I am a better me when I cultivate stillness. I am more patient, more forgiving, more productive, more focused. I am a better listener, a better wife, a better friend. I am happier and more grateful.

I am more PRESENT.

When I imagine being still, I immediately think of meditation. Of sitting in unmoving silence and focusing on the rhythm of my breath. Which is amazing and which I am unswervingly convinced has enormous merit as I have worked to establish a meditation practice that works for me over the past several months.

But what if stillness doesn’t always look still?
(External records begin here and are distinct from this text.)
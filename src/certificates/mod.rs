//! Certificate lifecycle (C11): on-disk cache plus ACME issuance/renewal,
//! and the `rustls::ServerConfig` that STARTTLS hands to `tokio_rustls`.
//!
//! Grounded on the original's `backend/services/certificates/*.go`
//! (`CertificateResource`, the `certs.json` cache, and the `lego`-based
//! ACME helper), reworked around `instant-acme` and `rcgen`.

mod acme;
mod http01;
mod resource;
mod store;

pub use acme::{renewal_loop, AcmeClient, AcmeEndpoint, ChallengeKind, Http01Responder};
pub use http01::{run as http01_serve, InMemoryHttp01Responder};
pub use resource::CertificateResource;
pub use store::{CertificateError, CertificateStore};

use std::io::Cursor;
use std::sync::Arc;

use rustls::pki_types::{CertificateDer, PrivateKeyDer};
use rustls::server::{ClientHello, ResolvesServerCert};
use rustls::sign::CertifiedKey;
use rustls::ServerConfig;

/// How close to expiry a cached certificate must be before the renewal loop
/// (or a just-in-time `GetOrCreateTlsConfig` call) replaces it.
pub const DEFAULT_RENEWAL_THRESHOLD_DAYS: i64 = 30;

/// Ties the on-disk store to an (optional) ACME client and builds TLS
/// configs on demand. Without an `acme` client, `tls_config_for` only ever
/// serves certificates that are already cached (e.g. provided via
/// `TLS_CERTIFICATE_FILE`/`TLS_PRIVATE_KEY_FILE`).
pub struct CertificateService {
    store: Arc<CertificateStore>,
    acme: Option<Arc<AcmeClient>>,
    responder: Option<Arc<dyn Http01Responder>>,
}

impl CertificateService {
    pub fn new(store: Arc<CertificateStore>) -> Self {
        CertificateService { store, acme: None, responder: None }
    }

    pub fn with_acme(mut self, acme: Arc<AcmeClient>, responder: Arc<dyn Http01Responder>) -> Self {
        self.acme = Some(acme);
        self.responder = Some(responder);
        self
    }

    /// Installs a statically configured certificate/key pair, bypassing
    /// ACME entirely (the `TLS_CERTIFICATE_FILE`/`TLS_PRIVATE_KEY_FILE` path).
    pub fn install_static(
        &self,
        domain: &str,
        certificate_chain: String,
        private_key: String,
        not_valid_after: chrono::DateTime<chrono::Utc>,
    ) -> Result<(), CertificateError> {
        self.store.add(CertificateResource {
            domain: domain.to_string(),
            private_key,
            certificate_chain,
            issuer_cert: String::new(),
            not_valid_after,
        })
    }

    /// Issues a certificate for `domain` if none is cached (or the cached
    /// one is due for renewal), then returns a `ServerConfig` whose resolver
    /// always re-reads the store, so a background renewal is picked up by
    /// the next handshake without restarting the listener.
    pub async fn get_or_create_tls_config(&self, domain: &str) -> Result<Arc<ServerConfig>, CertificateError> {
        let threshold = chrono::Duration::days(DEFAULT_RENEWAL_THRESHOLD_DAYS);
        if self.store.get(domain).map(|c| c.needs_renewal(threshold)).unwrap_or(true) {
            if let (Some(acme), Some(responder)) = (&self.acme, &self.responder) {
                acme.get_or_create_certificate(domain, threshold, responder.as_ref()).await?;
            } else if self.store.get(domain).is_none() {
                return Err(CertificateError::NotAvailable(domain.to_string()));
            }
        }

        let resolver = DomainCertResolver { store: self.store.clone(), domain: domain.to_string() };
        Ok(Arc::new(
            ServerConfig::builder().with_no_client_auth().with_cert_resolver(Arc::new(resolver)),
        ))
    }
}

/// Resolves the certificate for one fixed domain out of the live store, so
/// ACME renewals become visible to new handshakes without rebuilding the
/// `ServerConfig`.
struct DomainCertResolver {
    store: Arc<CertificateStore>,
    domain: String,
}

impl std::fmt::Debug for DomainCertResolver {
    fn fmt(&self, f: &mut std::fmt::Formatter<'_>) -> std::fmt::Result {
        f.debug_struct("DomainCertResolver").field("domain", &self.domain).finish()
    }
}

impl ResolvesServerCert for DomainCertResolver {
    fn resolve(&self, _client_hello: ClientHello) -> Option<Arc<CertifiedKey>> {
        let cert = self.store.get(&self.domain)?;
        certified_key_from_pem(&cert.certificate_chain, &cert.private_key)
    }
}

fn certified_key_from_pem(chain_pem: &str, key_pem: &str) -> Option<Arc<CertifiedKey>> {
    let chain: Vec<CertificateDer<'static>> = rustls_pemfile::certs(&mut Cursor::new(chain_pem.as_bytes()))
        .filter_map(Result::ok)
        .collect();
    if chain.is_empty() {
        return None;
    }

    let key_der: PrivateKeyDer<'static> =
        rustls_pemfile::private_key(&mut Cursor::new(key_pem.as_bytes())).ok().flatten()?;

    let signing_key = rustls::crypto::ring::sign::any_supported_type(&key_der).ok()?;
    Some(Arc::new(CertifiedKey::new(chain, signing_key)))
}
I am never EVER more still than when I look upon a river. From a raft or a kayak or the river bank, the sight and roar of thousands of gallons of water tumbling over rock and riverbed quiets me. My frenetic mind stills to crystal clear focus as the irresistible current sweeps aside worry and stress and the ever-beeping demands of emails and texts and social media. It washes me clean of the “shoulds” and “supposed tos” and “not good enoughs” and “but what ifs.”

It wakes me up and opens my eyes and fills my heart beyond the reach of distraction. It tunes me in to the primeval  pulse of life and death and existence and refuses to let me shy away, to retreat into the mundane.

The call of the mountains, the rustle of the trees, the roar of the river, the thunder on the hills. It’s a different stillness than I find on my meditation cushion, but a stillness nonetheless.